您老当益壮,怎会腰疼?”“大洪哥,你换岗了?”“小三子,等了许久吗?”“才刚到,来,今儿咱哥俩好好喝一盅,上次可真要谢谢你!”
“自家兄弟,谈什么谢不谢的!”“郑二狗,你又在这里灌黄汤了,再不专心干点事,赶明儿连媳妇也说不上!”
“胡说八道!教中马上就有大行动,还怕立不了功?”“我呸!凭你那两下三脚猫功夫?人家的暗器可是见血封喉,你趁早想想怎么保命吧!”
旁边立即有人慢吞吞地说道:“大娘,你这话可不对了,要郑兄弟上进是应该的,但要是人人贪生怕死,遇事退缩,咱们还能指望过上这样舒坦的日子吗?”那大娘也知说错了话,忙陪笑道:“大兄弟,我说溜了嘴,你可别在意!”
那汉子笑了笑,说道:“大伙儿说说笑,谁会往心里去,唐门的暗器确是厉害,莫说是大娘,就是我也害怕的紧,不过总有制他们的法子,不然可不成了他们的天下吗?”那大娘笑道:“是,是!”那青年汉子似乎有职务在身,见那大娘很是忌惮,便不再多说。
那大娘本是路过,这下连忙回家了,众人见这青年汉子没有再说,便又各自说笑起来。
那郑二狗凑到青年汉子一桌,笑道:“冯大哥,陈大娘就这样,您可真别在意!”那姓冯的汉子瞪眼道:“我在什么意?倒是陈大娘说的不错,你小子趁早好好把武功给补一补!”
郑二狗嘻嘻笑道:“是,是,只是刚才您说有法子对付唐门,给小弟说说行吗?”那冯大哥微笑道:“说出来也不值一文,要是双方几十个人对上了还好办,咱们只要准备些渔网和藤盾,大可应付的了!”郑二狗忖思道:“渔网?藤盾?”突然一拍桌子笑道:“啊,我明白了。
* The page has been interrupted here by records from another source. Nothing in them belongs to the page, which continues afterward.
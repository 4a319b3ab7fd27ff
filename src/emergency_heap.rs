//! Global emergency triage heap.
//!
//! A bounded, array-backed binary min-heap keyed by severity, using 0-indexed
//! storage with parent = (i-1)/2 and children = 2i+1, 2i+2.
//!
//! Ties between equal severities fall out of the heap's structure, so equal
//! severities are not served first-in-first-out.

use crate::models::{PatientId, Severity, TokenId};

/// One triaged entry.
#[derive(Debug, Clone, Copy, PartialEq, Eq)]
pub struct TriageEntry {
    pub token_id: TokenId,
    pub patient_id: PatientId,
    pub severity: Severity,
}

#[derive(Debug, Clone)]
pub struct EmergencyHeap {
    nodes: Vec<TriageEntry>,
    capacity: usize,
}

impl EmergencyHeap {
    pub fn new(capacity: usize) -> Self {
        EmergencyHeap {
            nodes: Vec::with_capacity(capacity),
            capacity,
        }
    }

    pub fn capacity(&self) -> usize {
        self.capacity
    }

    pub fn len(&self) -> usize {
        self.nodes.len()
    }

    pub fn is_empty(&self) -> bool {
        self.nodes.is_empty()
    }

    pub fn is_full(&self) -> bool {
        self.nodes.len() >= self.capacity
    }

    /// Insert an entry. Returns `false` and changes nothing when full.
    #[must_use]
    pub fn insert(&mut self, token_id: TokenId, patient_id: PatientId, severity: Severity) -> bool {
        if self.is_full() {
            return false;
        }
        self.nodes.push(TriageEntry {
            token_id,
            patient_id,
            severity,
        });
        self.sift_up(self.nodes.len() - 1);
        true
    }

    /// Remove the most urgent entry and return its token id.
    pub fn extract_min(&mut self) -> Option<TokenId> {
        if self.nodes.is_empty() {
            return None;
        }
        let last = self.nodes.len() - 1;
        self.nodes.swap(0, last);
        let root = self.nodes.pop()?;
        if !self.nodes.is_empty() {
            self.sift_down(0);
        }
        Some(root.token_id)
    }

    pub fn peek(&self) -> Option<&TriageEntry> {
        self.nodes.first()
    }

    /// Remove the entry for `token_id` from wherever it sits.
    ///
    /// The last entry takes its place and is sifted up or down, whichever
    /// direction restores heap order. Returns whether the id was found.
    pub fn remove_token(&mut self, token_id: TokenId) -> bool {
        let Some(idx) = self.nodes.iter().position(|e| e.token_id == token_id) else {
            return false;
        };
        self.nodes.swap_remove(idx);
        if idx < self.nodes.len() {
            let idx = self.sift_up(idx);
            self.sift_down(idx);
        }
        true
    }

    /// Severity of a token still in the heap.
    pub fn severity_of(&self, token_id: TokenId) -> Option<Severity> {
        self.nodes
            .iter()
            .find(|e| e.token_id == token_id)
            .map(|e| e.severity)
    }

    /// Entries in storage order (root first).
    pub fn entries(&self) -> &[TriageEntry] {
        &self.nodes
    }

    /// Move `idx` towards the root while it beats its parent; returns its final index.
    fn sift_up(&mut self, mut idx: usize) -> usize {
        while idx > 0 {
            let parent = (idx - 1) / 2;
            if self.nodes[idx].severity < self.nodes[parent].severity {
                self.nodes.swap(idx, parent);
                idx = parent;
            } else {
                break;
            }
        }
        idx
    }

    fn sift_down(&mut self, mut idx: usize) {
        let len = self.nodes.len();
        loop {
            let left = 2 * idx + 1;
            let right = 2 * idx + 2;
            let mut smallest = idx;

            if left < len && self.nodes[left].severity < self.nodes[smallest].severity {
                smallest = left;
            }
            if right < len && self.nodes[right].severity < self.nodes[smallest].severity {
                smallest = right;
            }
            if smallest == idx {
                break;
            }
            self.nodes.swap(idx, smallest);
            idx = smallest;
        }
    }
}
//! Scheduling engine: booking, triage, serving and undo.
//!
//! The engine exclusively owns every repository (patients, doctors, tokens,
//! the emergency heap and the undo log). Every public operation runs to
//! completion and leaves them mutually consistent: a token is in the token
//! store exactly while its id is in one routine queue or in the heap.
//!
//! Serving policy:
//! 1. A non-empty emergency heap always wins; its lowest severity is served.
//! 2. Otherwise the head of the first non-empty routine queue is served,
//!    scanning doctors in ascending id. Wait time across doctors is ignored.
//! 3. Otherwise there is nothing to serve.

use crate::calendar::Doctor;
use crate::config::{DeskConfig, UNDO_SERVE_FALLBACK_SEVERITY};
use crate::directory::{DoctorRegistry, PatientDirectory};
use crate::emergency_heap::EmergencyHeap;
use crate::error::{DeskError, DeskResult};
use crate::models::{
    DoctorId, Patient, PatientId, PatientUpdate, Severity, Slot, SlotId, Token, TokenId, TokenKind,
};
use crate::tokens::TokenStore;
use crate::undo::{UndoAction, UndoKind, UndoLog, UndoRecord};
use log::{debug, info, warn};
use uuid::Uuid;

/// A visit that `serve_next` just completed.
#[derive(Debug, Clone, PartialEq, Eq)]
pub struct ServedVisit {
    pub token_id: TokenId,
    pub patient_id: PatientId,
    pub kind: TokenKind,
    pub doctor_id: Option<DoctorId>,
    pub slot_id: Option<SlotId>,
}

#[derive(Debug, Clone, PartialEq, Eq)]
pub enum ServeOutcome {
    Served(ServedVisit),
    /// Both the heap and every routine queue were empty.
    NothingToServe,
}

#[derive(Debug, Clone, PartialEq, Eq)]
pub enum UndoOutcome {
    /// The record was reversed. Undoing a serve issues a fresh token,
    /// reported in `reissued_token`.
    Reverted {
        kind: UndoKind,
        reissued_token: Option<TokenId>,
    },
    /// The record was consumed but nothing could be restored: deletions keep
    /// no snapshot.
    Unsupported(UndoKind),
    NothingToUndo,
}

pub struct SchedulingEngine {
    config: DeskConfig,
    session_id: Uuid,
    patients: PatientDirectory,
    doctors: DoctorRegistry,
    tokens: TokenStore,
    emergency: EmergencyHeap,
    undo_log: UndoLog,
    total_served: u32,
}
大暗器用渔网,小暗器用藤盾,对吗?”那冯姓汉子笑道:“对,咱们一队人只需带一副渔网,七八面藤盾就成,只要挡住正面,护住持渔网的兄弟,咱们慢慢向前推进,他们若不想和咱们比拳脚功夫,就只好撤退。”
郑二狗赞道:“妙计,妙计!大哥可曾把这法子报上去?”那冯姓汉子显然是慎重之人,闻言笑道:“这法子还粗浅的很,有许多地方都不妥当,说不定有大隐患”
邻桌那家里生了牛犊子的曾大伯此时说道:“其昌,策略府有没有贴出榜文?”那冯姓汉子连忙笑道:“曾伯,已贴出来了。
不然我也不敢乱琢磨呀!”曾大伯慢慢地道:“既然已贴出招贤榜文,有了好点子就应该报上去,纵使还不完满,大伙群策群力,也能找出最好的方法!”冯其昌点头应道:“是,曾伯,我马上就去!”
曾大伯却摆了摆手,笑道:“年轻人有年轻人的打算,先也别忙,我讲个故事给你听!”冯其昌被他看破心意,不由红了红脸,其他人听说曾大伯要讲故事,顿时兴高采烈,一人高喝道:“张小柱子,还愣着干嘛,给老爷子加壶酒润润喉!”
那靠在厨房门柱上的小二故意拉长了声音唱道:“来咯,上好花雕一壶!”走到桌前放了酒壶,嬉皮笑脸地问道:“老爷子,今儿又说上点啥?”